1. Ivory Silk Lilac Tree
This small tree (Syringa reticulate ‘Ivory Silk’) bears huge, 1-foot-long flower panicles in late June, well after traditional lilac bushes have given up for the season. The creamy-white, monster flower bunches give off a heady, musky scent that will perfume an entire yard. These trees make a great focal point in small yards, and in large yards they can be planted in a row along a fence line to create a showstopping tall hedgerow.
The Ivory Silk Lilac tree blooms more heavily and longer than bush lilac varieties. In the summer, a tree lilac is densely covered in beautiful, deep green leaves—a refreshing sight in the height of summer heat. In the fall and winter, the dark-red bark adds an interesting color to the landscape. A tree lilac can withstand temperatures as low as minus 30 degrees, is not affected by soil pH like other lilacs are, grows to a manageable 15 to 25 feet tall and 10 to 15 feet wide, and makes an impact throughout USDA zones 3 through 7.
2. Honeycrisp Apple Tree
There’s nothing crisper than biting into a fresh Honeycrisp apple picked from your own tree.
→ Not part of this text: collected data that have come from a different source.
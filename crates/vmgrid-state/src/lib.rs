//! vmgrid-state — the cluster object layer for vmgrid.
//!
//! Gives every orchestrator component the same view of nodes, networks,
//! instances and network interfaces, plus the coordination built on top of
//! them: unique id allocation, per-node task queues, audit events, metrics
//! and GC of terminal objects.
//!
//! # Architecture
//!
//! Everything goes through an injected [`CoordinationStore`]; nothing is
//! cached in process. [`ClusterDb`] is a thin synchronous handle over it.
//! Each entity module adds its operations as an `impl ClusterDb` block.
//!
//! State changes are compare-and-set under the object's lock and write
//! nothing when the target state is already current. Multi-step deletes
//! are deliberately not atomic: each step is idempotent, and [`Reaper`]
//! finishes whatever a crash left behind.
//!
//! [`CoordinationStore`]: vmgrid_store::CoordinationStore

pub mod allocation;
pub mod db;
pub mod documents;
pub mod error;
pub mod events;
pub mod gc;
pub mod instances;
pub mod interfaces;
pub mod ipmanager;
pub mod metrics;
pub mod networks;
pub mod nodes;
pub mod snapshots;
pub mod tasks;
pub mod types;

pub use allocation::MAX_VXID;
pub use db::ClusterDb;
pub use error::{StateError, StateResult};
pub use gc::{Reaper, SweepReport};
pub use ipmanager::IpBlockManager;
pub use tasks::{dispatch, QueueItem, Task, TaskHandler};
pub use types::*;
A flurry of pink blossoms covers the tree in early spring. Then yellowish green apples emerge in late summer and ripen with a red blush come September. But the fruits don’t immediately drop when ripe, so you can take your time picking them.
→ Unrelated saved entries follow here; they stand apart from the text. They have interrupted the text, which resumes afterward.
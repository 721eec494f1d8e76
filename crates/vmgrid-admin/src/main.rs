//! vmgrid-admin — operator maintenance for a vmgrid cluster database.
//!
//! Recovery and visibility tools that nothing in the normal control path
//! depends on: locks expire on their own and queues are drained by node
//! agents, but after a crash an operator may want to look or to nudge.
//!
//! # Usage
//!
//! ```text
//! vmgrid-admin --db /var/lib/vmgrid/vmgrid.redb locks
//! vmgrid-admin --config /etc/vmgrid/node.toml gc --watch --interval 60
//! ```

use std::path::PathBuf;
use std::sync::Arc;
use std::time::Duration;

use anyhow::Context;
use clap::{Parser, Subcommand};
use tokio::sync::watch;
use tracing::info;
use tracing_subscriber::EnvFilter;

use vmgrid_core::ClusterConfig;
use vmgrid_state::{ClusterDb, Reaper};
use vmgrid_store::RedbStore;

#[derive(Parser)]
#[command(name = "vmgrid-admin", about = "vmgrid cluster maintenance", version)]
struct Cli {
    /// Node config file (TOML). Defaults apply when omitted.
    #[arg(long, global = true)]
    config: Option<PathBuf>,

    /// Cluster database file.
    #[arg(long, global = true, default_value = "/var/lib/vmgrid/vmgrid.redb")]
    db: PathBuf,

    /// Emit logs as JSON.
    #[arg(long, global = true)]
    json: bool,

    #[command(subcommand)]
    command: Command,
}

#[derive(Subcommand)]
enum Command {
    /// List locks that are currently held.
    Locks,
    /// Remove lock records whose lease has run out.
    ClearStaleLocks,
    /// Physically remove expired records and locks from the database file.
    PurgeExpired,
    /// Return every claimed but unresolved queue item to its queue.
    RestartQueues,
    /// Count unresolved items in one queue.
    QueueLength {
        /// Queue name, usually a node name.
        queue: String,
    },
    /// Hard-delete objects that have been deleted or errored for long enough.
    Gc {
        /// Seconds an object must sit in a terminal state before removal.
        /// Defaults to `cleaner_delay` from the config.
        #[arg(long)]
        delay: Option<u64>,

        /// Keep sweeping until interrupted.
        #[arg(long)]
        watch: bool,

        /// Seconds between sweeps with --watch.
        #[arg(long, default_value = "60")]
        interval: u64,
    },
}

#[tokio::main]
async fn main() -> anyhow::Result<()> {
    let cli = Cli::parse();
    init_tracing(cli.json)?;

    let config = match &cli.config {
        Some(path) => ClusterConfig::from_file(path)?,
        None => ClusterConfig::default(),
    };
    let store = Arc::new(RedbStore::open(&cli.db).with_context(|| format!("opening {}", cli.db.display()))?);
    info!(path = ?cli.db, node = %config.node_name, "cluster database opened");
    let db = ClusterDb::new(store.clone(), config);

    match cli.command {
        Command::Locks => {
            for lock in db.get_existing_locks()? {
                println!("{}", serde_json::to_string(&lock)?);
            }
        }
        Command::ClearStaleLocks => {
            let cleared = db.clear_stale_locks()?;
            println!("cleared {cleared} stale locks");
        }
        Command::PurgeExpired => {
            let purged = store.purge_expired()?;
            println!("purged {purged} expired records");
        }
        Command::RestartQueues => {
            let restarted = db.restart_queues()?;
            println!("restarted {restarted} queue items");
        }
        Command::QueueLength { queue } => {
            println!("{}", db.get_queue_length(&queue)?);
        }
        Command::Gc {
            delay,
            watch,
            interval,
        } => run_gc(db, delay, watch, interval).await?,
    }
    Ok(())
}

fn init_tracing(json: bool) -> anyhow::Result<()> {
    let filter = match EnvFilter::try_from_default_env() {
        Ok(filter) => filter,
        Err(_) => EnvFilter::try_new("info,vmgrid=debug")?,
    };
    if json {
        tracing_subscriber::fmt().json().with_env_filter(filter).init();
    } else {
        tracing_subscriber::fmt().with_env_filter(filter).init();
    }
    Ok(())
}

async fn run_gc(db: ClusterDb, delay: Option<u64>, forever: bool, interval: u64) -> anyhow::Result<()> {
    let mut reaper = Reaper::new(db).with_interval(Duration::from_secs(interval));
    if let Some(delay) = delay {
        reaper = reaper.with_delay(Duration::from_secs(delay));
    }

    if !forever {
        let sweeper = reaper.clone();
        let report = tokio::task::spawn_blocking(move || sweeper.sweep_once()).await??;
        println!(
            "removed {} instances, {} interfaces, {} networks",
            report.instances, report.interfaces, report.networks
        );
        return Ok(());
    }

    let (shutdown_tx, shutdown_rx) = watch::channel(false);
    let handle = tokio::spawn(async move {
        reaper.run(shutdown_rx).await;
    });

    tokio::signal::ctrl_c().await.context("installing Ctrl-C handler")?;
    info!("shutdown signal received");
    let _ = shutdown_tx.send(true);
    let _ = handle.await;
    Ok(())
}
//! vmgrid-store — the coordination store facade for vmgrid.
//!
//! Every piece of shared cluster state, and every cross-process
//! coordination primitive, goes through [`CoordinationStore`]:
//!
//! - scoped `get`/`put`/`delete`/`create`/`get_all`/`delete_all` over
//!   `(type, subtype, name)` keys with optional TTL
//! - TTL-leased locks ([`LockManager`], [`Lock`])
//! - claimable per-name FIFO queues
//!
//! [`RedbStore`] is the embedded backend. It is `Clone` + `Send` + `Sync`
//! (backed by `Arc<Database>`) and can be shared across threads and tasks.

pub mod error;
pub mod key;
pub mod lock;
pub mod queue;
pub mod redb_store;
pub mod retry;
pub mod store;
pub mod tables;

pub use error::{StoreError, StoreResult};
pub use key::ObjectKey;
pub use lock::{LeaseId, Lock, LockHolder, LockManager, LockRecord, Lockable};
pub use queue::QueueHandle;
pub use redb_store::RedbStore;
pub use retry::{retry_until, Backoff};
pub use store::{CoordinationStore, StoreExt};
//! Garbage collection of terminal objects.
//!
//! The stale scans are pure filters over one listing: they yield objects in
//! `deleted` or `error` whose last transition is older than `delay`, and
//! touch nothing. [`Reaper`] drives them, hard-deleting what they yield.
//! Every hard delete is idempotent, so a sweep interrupted half way is
//! finished by the next one.

use std::time::Duration;

use serde::de::DeserializeOwned;
use tokio::sync::watch;
use tracing::{debug, info, warn};

use crate::db::ClusterDb;
use crate::error::StateResult;
use crate::types::{Instance, LifecycleState, Network, NetworkInterface, Tracked};

impl ClusterDb {
    pub fn get_stale_instances(&self, delay: Duration) -> StateResult<impl Iterator<Item = Instance>> {
        self.stale::<Instance>(delay)
    }

    pub fn get_stale_networks(&self, delay: Duration) -> StateResult<impl Iterator<Item = Network>> {
        self.stale::<Network>(delay)
    }

    pub fn get_stale_network_interfaces(
        &self,
        delay: Duration,
    ) -> StateResult<impl Iterator<Item = NetworkInterface>> {
        self.stale::<NetworkInterface>(delay)
    }

    fn stale<T>(&self, delay: Duration) -> StateResult<impl Iterator<Item = T>>
    where
        T: Tracked + DeserializeOwned,
    {
        let cutoff = self.now() - delay.as_secs_f64();
        Ok(self
            .read_all::<T>(T::OBJECT_TYPE, None)?
            .into_iter()
            .filter(move |object| object.state().is_terminal() && object.state_updated() < cutoff))
    }
}

/// What one sweep removed.
#[derive(Debug, Clone, Copy, Default, PartialEq, Eq)]
pub struct SweepReport {
    pub instances: usize,
    pub interfaces: usize,
    pub networks: usize,
}

impl SweepReport {
    pub fn total(&self) -> usize {
        self.instances + self.interfaces + self.networks
    }
}

/// Periodically hard-deletes stale objects.
#[derive(Clone)]
pub struct Reaper {
    db: ClusterDb,
    delay: Duration,
    interval: Duration,
}

impl Reaper {
    /// A reaper using the configured `cleaner_delay` and a one minute interval.
    pub fn new(db: ClusterDb) -> Self {
        let delay = Duration::from_secs(db.config().cleaner_delay);
        Self {
            db,
            delay,
            interval: Duration::from_secs(60),
        }
    }

    pub fn with_delay(mut self, delay: Duration) -> Self {
        self.delay = delay;
        self
    }

    pub fn with_interval(mut self, interval: Duration) -> Self {
        self.interval = interval;
        self
    }

    /// One pass: instances, then interfaces, then networks.
    ///
    /// A failure on one object is logged and skipped so it cannot wedge the
    /// rest of the sweep; listing failures abort it.
    pub fn sweep_once(&self) -> StateResult<SweepReport> {
        let mut report = SweepReport::default();

        for instance in self.db.get_stale_instances(self.delay)? {
            match self.db.hard_delete_instance(&instance.uuid) {
                Ok(()) => report.instances += 1,
                Err(e) => warn!(uuid = %instance.uuid, error = %e, "failed to reap instance"),
            }
        }
        for interface in self.db.get_stale_network_interfaces(self.delay)? {
            match self.db.hard_delete_network_interface(&interface.uuid) {
                Ok(()) => report.interfaces += 1,
                Err(e) => warn!(uuid = %interface.uuid, error = %e, "failed to reap interface"),
            }
        }
        for network in self.db.get_stale_networks(self.delay)? {
            match self.db.hard_delete_network(&network.uuid) {
                Ok(()) => report.networks += 1,
                Err(e) => warn!(uuid = %network.uuid, error = %e, "failed to reap network"),
            }
        }

        if report.total() > 0 {
            info!(
                instances = report.instances,
                interfaces = report.interfaces,
                networks = report.networks,
                "gc sweep removed stale objects"
            );
        } else {
            debug!("gc sweep found nothing to remove");
        }
        Ok(report)
    }

    /// Sweep every `interval` until `shutdown` flips.
    pub async fn run(&self, mut shutdown: watch::Receiver<bool>) {
        info!(
            delay_secs = self.delay.as_secs(),
            interval_secs = self.interval.as_secs(),
            "reaper started"
        );

        loop {
            tokio::select! {
                _ = tokio::time::sleep(self.interval) => {
                    let reaper = self.clone();
                    match tokio::task::spawn_blocking(move || reaper.sweep_once()).await {
                        Ok(Ok(_)) => {}
                        Ok(Err(e)) => warn!(error = %e, "gc sweep failed"),
                        Err(e) => warn!(error = %e, "gc sweep task panicked"),
                    }
                }
                _ = shutdown.changed() => {
                    info!("reaper shutting down");
                    break;
                }
            }
        }
    }
}
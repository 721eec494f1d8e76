//! Seam to the IP block manager.
//!
//! Address arithmetic is not done here. The cluster layer only needs to
//! construct a manager for a new network and persist or reload its
//! serialized snapshot, keyed by network uuid.

use serde::{Deserialize, Serialize};
use tracing::debug;

use crate::db::ClusterDb;
use crate::error::{StateError, StateResult};

const IPMANAGER: &str = "ipmanager";

/// An address allocator for one network block.
pub trait IpBlockManager: Sized {
    type Error: std::fmt::Display;

    fn from_cidr(netblock: &str) -> Result<Self, Self::Error>;
    fn save(&self) -> serde_json::Value;
    fn from_snapshot(snapshot: serde_json::Value) -> Result<Self, Self::Error>;
}

#[derive(Serialize, Deserialize)]
struct StoredIpManager {
    ipmanager: serde_json::Value,
}

impl ClusterDb {
    pub fn get_ipmanager<M: IpBlockManager>(&self, network_uuid: &str) -> StateResult<Option<M>> {
        let Some(stored) = self.read::<StoredIpManager>(IPMANAGER, None, network_uuid)? else {
            return Ok(None);
        };
        M::from_snapshot(stored.ipmanager)
            .map(Some)
            .map_err(|e| StateError::IpManager(e.to_string()))
    }

    pub fn persist_ipmanager<M: IpBlockManager>(&self, network_uuid: &str, manager: &M) -> StateResult<()> {
        let stored = StoredIpManager {
            ipmanager: manager.save(),
        };
        self.write(IPMANAGER, None, network_uuid, &stored, None)?;
        debug!(%network_uuid, "ip manager persisted");
        Ok(())
    }

    pub fn delete_ipmanager(&self, network_uuid: &str) -> StateResult<bool> {
        self.remove(IPMANAGER, None, network_uuid)
    }
}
This variety needs full sun and well-drained soil for optimal growth. To maximize fruit production, plant another apple tree close by (such as Gala, Granny Smith, Empire, McIntosh or Red Delicious) to aid in pollination. This semi-dwarf tree reaches 15 to 20 feet tall. A Honeycrisp apple tree grows well in zones 3 through 8.
3. Austrian Pine
This classic landscape evergreen (Pinus nigra) looks great every month of the year. When deciduous trees have dropped their leaves and are dormant in freezing weather, an Austrian pine is a pleasant splash of green in a barren landscape.
This is a densely branched tree that produces long (4 to 6 inches) dark needles. Austrian pines are great trees for screening because they are very dense. The tree grows well in a variety of soils including limestone and acid soil. For use as a windbreak or a dense screen, space the trees 6 feet apart. When placed in a good site, each tree should reach 5 feet in height in 6 to 7 years when starting with a 2-year-old seedling. Austrian pine trees are cold-hardy in zones 3 through 8.
4. Marley’s Pink Parasol Japanese Snowbell
Here’s an interesting and rare weeping form of a small ornamental tree for most any landscape. The obvious attraction is the flower display. Clean, crisp and waxy-looking flowers hang like bells in profusion from the stems. The display is amazing, and even the emerging flower buds are attractive. The incredible flowers are blushed with pink, and the fragrance conjures cotton candy.
The flowers open in late May to mid-June. It’s a great small tree to highlight a berm and an excellent plant to site near a patio, where you can enjoy its great form and remarkable flower display. A long-lived, relatively pest-free tree, it likes a somewhat protected site in full sun or partial shade, with nice moist soil that has plenty of organic matter. Even at maturity, it will grow only 8 to 10 feet tall and a slender 4 to 5 feet wide. It grows best in zones 5 through 8.